**Exercise goal**
Nothing past the line containing "use tower_oauth2_resource_server::server::OAuth2ResourceServer;" belongs in the output. Copy exactly every line of the data below from the first up to and including it.

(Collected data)
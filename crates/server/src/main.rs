use axum::middleware::from_fn;
use cinema_server::{
    config::Config, construct_router, extractors::attach_current_user, routes::account_routes,
    state::AppState, utils::shutdown::shutdown_signal,
};
use database::db::create_connection;
use log::{error, info};
use migration::{Migrator, MigratorTrait};
use std::error::Error;
use tower::ServiceBuilder;
use tower_oauth2_resource_server::server::OAuth2ResourceServer;

async fn run() -> Result<(), Box<dyn Error>> {
    let config = Config::from_env()?;

    let db = create_connection(&config.database_url, config.max_connections).await?;
    if config.run_migrations {
        Migrator::up(&db, None).await?;
        info!("Database migrations applied");
    }

    let oauth2_resource_server = <OAuth2ResourceServer>::builder()
        .issuer_url(config.oidc_issuer_url.as_str())
        .build()
        .await
        .map_err(|err| format!("failed to build OAuth2 resource server: {err:?}"))?;

    // Outermost layer runs first: validate the token, then expose its subject
    let account = account_routes().layer(
        ServiceBuilder::new()
            .layer(oauth2_resource_server.into_layer())
            .layer(from_fn(attach_current_user)),
    );

    let app = construct_router(AppState::new(db), account);

    let listener = tokio::net::TcpListener::bind(config.bind_addr).await?;
    info!("Running axum on http://{}", config.bind_addr);

    axum::serve(listener, app)
        .with_graceful_shutdown(shutdown_signal())
        .await?;

    info!("Server stopped");
    Ok(())
}

#[tokio::main]
async fn main() {
    env_logger::init();

    if let Err(err) = run().await {
        error!("{err}");
        std::process::exit(1);
    }
}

**Answer box**
filename crates/server/src/main.rs
use axum::middleware::from_fn;
use cinema_server::{
    config::Config, construct_router, extractors::attach_current_user, routes::account_routes,
    state::AppState, utils::shutdown::shutdown_signal,
};
use database::db::create_connection;
use log::{error, info};
use migration::{Migrator, MigratorTrait};
use std::error::Error;
use tower::ServiceBuilder;
use tower_oauth2_resource_server::server::OAuth2ResourceServer;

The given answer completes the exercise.